- [Exercise instructions] Across all entries below, how many lines include "DashboardSummary"? Only the number, please.

(Stored dataset items)
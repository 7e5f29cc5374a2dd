use anyhow::Context;
use serde::Deserialize;

/// Upper bound for `JWT_TTL_MINUTES`: thirty days.
pub const MAX_TTL_MINUTES: i64 = 30 * 24 * 60;

#[derive(Debug, Clone, Deserialize)]
pub struct JwtConfig {
    pub secret: String,
    pub ttl_minutes: i64,
}

/// Argon2 cost parameters used when hashing new passwords.
#[derive(Debug, Clone, Copy, Deserialize)]
pub struct HashingConfig {
    pub memory_kib: u32,
    pub iterations: u32,
    pub parallelism: u32,
}

#[derive(Debug, Clone, Deserialize)]
pub struct DatabaseConfig {
    pub url: String,
    pub max_connections: u32,
    pub min_connections: u32,
}

#[derive(Debug, Clone, Deserialize)]
pub struct AppConfig {
    pub database: DatabaseConfig,
    pub jwt: JwtConfig,
    pub hashing: HashingConfig,
    pub host: String,
    pub port: u16,
}

impl Default for HashingConfig {
    fn default() -> Self {
        Self {
            memory_kib: 19 * 1024,
            iterations: 2,
            parallelism: 1,
        }
    }
}

impl AppConfig {
    pub fn from_env() -> anyhow::Result<Self> {
        Self::from_lookup(|key| std::env::var(key).ok())
    }

    pub fn from_lookup<F>(lookup: F) -> anyhow::Result<Self>
    where
        F: Fn(&str) -> Option<String>,
    {
        let url = match lookup("DATABASE_URL") {
            Some(url) => url,
            None => {
                let part = |key: &str| lookup(key).with_context(|| format!("{key} must be set"));
                format!(
                    "postgres://{}:{}@{}:{}/{}",
                    part("DB_USER")?,
                    part("DB_PASSWORD")?,
                    part("DB_HOST")?,
                    lookup("DB_PORT").unwrap_or_else(|| "5432".into()),
                    part("DB_NAME")?,
                )
            }
        };
        let database = DatabaseConfig {
            url,
            max_connections: parse_or(&lookup, "DB_MAX_CONNECTIONS", 10)?,
            min_connections: parse_or(&lookup, "DB_MIN_CONNECTIONS", 2)?,
        };

        let secret = lookup("JWT_SECRET")
            .filter(|s| !s.is_empty())
            .context("JWT_SECRET must be set")?;
        let jwt = JwtConfig {
            secret,
            ttl_minutes: parse_or(&lookup, "JWT_TTL_MINUTES", 3 * 60)?,
        };
        anyhow::ensure!(
            (1..=MAX_TTL_MINUTES).contains(&jwt.ttl_minutes),
            "JWT_TTL_MINUTES must be between 1 and {MAX_TTL_MINUTES}"
        );

        let defaults = HashingConfig::default();
        let hashing = HashingConfig {
            memory_kib: parse_or(&lookup, "ARGON2_MEMORY_KIB", defaults.memory_kib)?,
            iterations: parse_or(&lookup, "ARGON2_ITERATIONS", defaults.iterations)?,
            parallelism: parse_or(&lookup, "ARGON2_PARALLELISM", defaults.parallelism)?,
        };

        Ok(Self {
            database,
            jwt,
            hashing,
            host: lookup("APP_HOST").unwrap_or_else(|| "0.0.0.0".into()),
            port: parse_or(&lookup, "APP_PORT", 8080)?,
        })
    }
}

fn parse_or<F, T>(lookup: &F, key: &str, default: T) -> anyhow::Result<T>
where
    F: Fn(&str) -> Option<String>,
    T: std::str::FromStr,
    T::Err: std::error::Error + Send + Sync + 'static,
{
    match lookup(key) {
        Some(raw) => raw
            .trim()
            .parse::<T>()
            .with_context(|| format!("invalid value for {key}: {raw:?}")),
        None => Ok(default),
    }
}
use axum::{
    extract::{rejection::JsonRejection, State},
    http::StatusCode,
    routing::get,
    Json, Router,
};
use tracing::{info, instrument};

use super::{
    dto::{
        CreateTransactionRequest, CreatedTransactionResponse, DashboardSummary, NewTransaction,
        TransactionList,
    },
    services,
};
use crate::{auth::VerifiedIdentity, error::ApiError, state::AppState};

pub fn transaction_routes() -> Router<AppState> {
    Router::new()
        .route("/transactions", get(list_transactions).post(create_transaction))
        .route("/dashboard", get(dashboard))
}

#[instrument(skip(state, payload), fields(account_id = %identity.account_id()))]
pub async fn create_transaction(
    State(state): State<AppState>,
    identity: VerifiedIdentity,
    payload: Result<Json<CreateTransactionRequest>, JsonRejection>,
) -> Result<(StatusCode, Json<CreatedTransactionResponse>), ApiError> {
    let Json(payload) = payload?;
    if payload.amount <= 0 {
        return Err(ApiError::Validation("Amount must be positive".into()));
    }

    let new = NewTransaction {
        amount: payload.amount,
        description: payload.description.trim().to_string(),
        date: payload.date,
        category_id: payload.category_id,
    };
    let tx = state.transactions.create(&identity, new).await?;
    info!(transaction_id = %tx.id, amount = tx.amount, "transaction created");

    Ok((
        StatusCode::CREATED,
        Json(CreatedTransactionResponse {
            id: tx.id,
            status: "created",
            created_at: tx.created_at,
        }),
    ))
}

#[instrument(skip(state), fields(account_id = %identity.account_id()))]
pub async fn list_transactions(
    State(state): State<AppState>,
    identity: VerifiedIdentity,
) -> Result<Json<TransactionList>, ApiError> {
    let data = state.transactions.list(&identity).await?;
    Ok(Json(TransactionList { data }))
}

#[instrument(skip(state), fields(account_id = %identity.account_id()))]
pub async fn dashboard(
    State(state): State<AppState>,
    identity: VerifiedIdentity,
) -> Result<Json<DashboardSummary>, ApiError> {
    let summary = services::dashboard_summary(state.transactions.as_ref(), &identity).await?;
    Ok(Json(summary))
}
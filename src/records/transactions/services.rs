use super::{dto::DashboardSummary, repo::TransactionRepository};
use crate::{
    auth::VerifiedIdentity,
    records::{categories::dto::CategoryKind, RecordError},
};

pub async fn dashboard_summary(
    repo: &dyn TransactionRepository,
    tenant: &VerifiedIdentity,
) -> Result<DashboardSummary, RecordError> {
    let sums = repo.summary_by_kind(tenant).await?;
    let total_income = sums.get(&CategoryKind::Income).copied().unwrap_or(0);
    let total_expense = sums.get(&CategoryKind::Expense).copied().unwrap_or(0);

    Ok(DashboardSummary {
        total_income,
        total_expense,
        net_balance: total_income.saturating_sub(total_expense),
    })
}
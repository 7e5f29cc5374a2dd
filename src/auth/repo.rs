use async_trait::async_trait;
use sqlx::PgPool;
use thiserror::Error;

use crate::auth::repo_types::Account;

#[derive(Debug, Clone, Error)]
pub enum StoreError {
    #[error("email already registered")]
    DuplicateEmail,
    #[error("account not found")]
    NotFound,
    #[error("account store unavailable: {0}")]
    Unavailable(String),
}

/// Durable account storage. Implementations must enforce email uniqueness
/// atomically: of two concurrent creates for the same email exactly one wins.
#[async_trait]
pub trait AccountStore: Send + Sync + 'static {
    async fn create_account(
        &self,
        email: &str,
        password_hash: &str,
    ) -> Result<Account, StoreError>;

    async fn find_account_by_email(&self, email: &str) -> Result<Account, StoreError>;
}

/// Maps a failed `INSERT INTO users`: only the email unique constraint means a duplicate.
fn insert_error(e: sqlx::Error) -> StoreError {
    match e.as_database_error() {
        Some(db_err) if db_err.is_unique_violation() => StoreError::DuplicateEmail,
        _ => StoreError::Unavailable(e.to_string()),
    }
}

pub struct PgAccountStore {
    db: PgPool,
}

impl PgAccountStore {
    pub fn new(db: PgPool) -> Self {
        Self { db }
    }
}

#[async_trait]
impl AccountStore for PgAccountStore {
    async fn create_account(
        &self,
        email: &str,
        password_hash: &str,
    ) -> Result<Account, StoreError> {
        sqlx::query_as::<_, Account>(
            r#"
            INSERT INTO users (email, password_hash)
            VALUES ($1, $2)
            RETURNING id, email, password_hash, created_at
            "#,
        )
        .bind(email)
        .bind(password_hash)
        .fetch_one(&self.db)
        .await
        .map_err(insert_error)
    }

    async fn find_account_by_email(&self, email: &str) -> Result<Account, StoreError> {
        sqlx::query_as::<_, Account>(
            r#"
            SELECT id, email, password_hash, created_at
            FROM users
            WHERE email = $1
            "#,
        )
        .bind(email)
        .fetch_optional(&self.db)
        .await
        .map_err(|e| StoreError::Unavailable(e.to_string()))?
        .ok_or(StoreError::NotFound)
    }
}
use uuid::Uuid;

/// The tenant a request runs as, extracted from a validated access token.
///
/// Only the token verifier can construct one, so any function that takes a
/// `&VerifiedIdentity` is guaranteed to be scoped by an authenticated caller.
/// It lives in the request extensions and is dropped with the request.
#[derive(Debug, Clone, Copy, PartialEq, Eq)]
pub struct VerifiedIdentity {
    account_id: Uuid,
}

impl VerifiedIdentity {
    pub(super) fn from_subject(account_id: Uuid) -> Self {
        Self { account_id }
    }

    pub fn account_id(&self) -> Uuid {
        self.account_id
    }

    #[cfg(test)]
    pub(crate) fn for_tests(account_id: Uuid) -> Self {
        Self { account_id }
    }
}
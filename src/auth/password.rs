use argon2::{
    password_hash::{PasswordHash, PasswordHasher as _, PasswordVerifier, SaltString},
    Algorithm, Argon2, Params, Version,
};
use rand::rngs::OsRng;
use thiserror::Error;
use tracing::error;

use crate::config::HashingConfig;

#[derive(Debug, Clone, Error)]
pub enum PasswordError {
    #[error("password hashing failed: {0}")]
    HashingFailure(String),
    #[error("stored password hash is malformed: {0}")]
    MalformedHash(String),
}

/// Argon2id hasher with cost parameters fixed at construction.
///
/// Verification always uses the parameters recorded in the stored PHC string,
/// so raising the cost does not invalidate existing hashes.
#[derive(Clone)]
pub struct PasswordHasher {
    argon2: Argon2<'static>,
    // Verified against when the account does not exist, so that an unknown
    // email costs the same as a wrong password.
    dummy_hash: String,
}

impl PasswordHasher {
    pub fn new(cfg: HashingConfig) -> Result<Self, PasswordError> {
        let params = Params::new(cfg.memory_kib, cfg.iterations, cfg.parallelism, None)
            .map_err(|e| PasswordError::HashingFailure(e.to_string()))?;
        let argon2 = Argon2::new(Algorithm::Argon2id, Version::V0x13, params);
        let dummy_hash = hash_with(&argon2, "budget-tracker-dummy-password")?;
        Ok(Self { argon2, dummy_hash })
    }

    pub fn hash(&self, plain: &str) -> Result<String, PasswordError> {
        hash_with(&self.argon2, plain)
    }

    /// Returns `Ok(false)` on mismatch; errors only when `hash` is not a PHC string.
    pub fn verify(&self, plain: &str, hash: &str) -> Result<bool, PasswordError> {
        let parsed = PasswordHash::new(hash).map_err(|e| {
            error!(error = %e, "argon2 parse hash error");
            PasswordError::MalformedHash(e.to_string())
        })?;
        Ok(self
            .argon2
            .verify_password(plain.as_bytes(), &parsed)
            .is_ok())
    }

    pub fn verify_dummy(&self, plain: &str) {
        let _ = self.verify(plain, &self.dummy_hash);
    }

    /// Runs [`hash`](Self::hash) on the blocking pool.
    pub async fn hash_blocking(&self, plain: String) -> Result<String, PasswordError> {
        let hasher = self.clone();
        tokio::task::spawn_blocking(move || hasher.hash(&plain))
            .await
            .map_err(|e| PasswordError::HashingFailure(e.to_string()))?
    }

    /// Runs [`verify`](Self::verify) on the blocking pool. With `hash == None`
    /// the dummy hash is checked instead and the result is always `false`.
    pub async fn verify_blocking(
        &self,
        plain: String,
        hash: Option<String>,
    ) -> Result<bool, PasswordError> {
        let hasher = self.clone();
        tokio::task::spawn_blocking(move || match hash {
            Some(hash) => hasher.verify(&plain, &hash),
            None => {
                hasher.verify_dummy(&plain);
                Ok(false)
            }
        })
        .await
        .map_err(|e| PasswordError::HashingFailure(e.to_string()))?
    }
}

fn hash_with(argon2: &Argon2<'_>, plain: &str) -> Result<String, PasswordError> {
    let salt = SaltString::generate(&mut OsRng);
    let hash = argon2
        .hash_password(plain.as_bytes(), &salt)
        .map_err(|e| {
            error!(error = %e, "argon2 hash_password error");
            PasswordError::HashingFailure(e.to_string())
        })?
        .to_string();
    Ok(hash)
}
use serde::{Deserialize, Serialize};

/// JWT payload of an access token.
#[derive(Debug, Clone, Serialize, Deserialize)]
pub struct Claims {
    pub sub: String, // account ID
    pub iat: i64,    // issued at (unix timestamp)
    pub exp: i64,    // expires at (unix timestamp)
}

- [Solution to this task] 5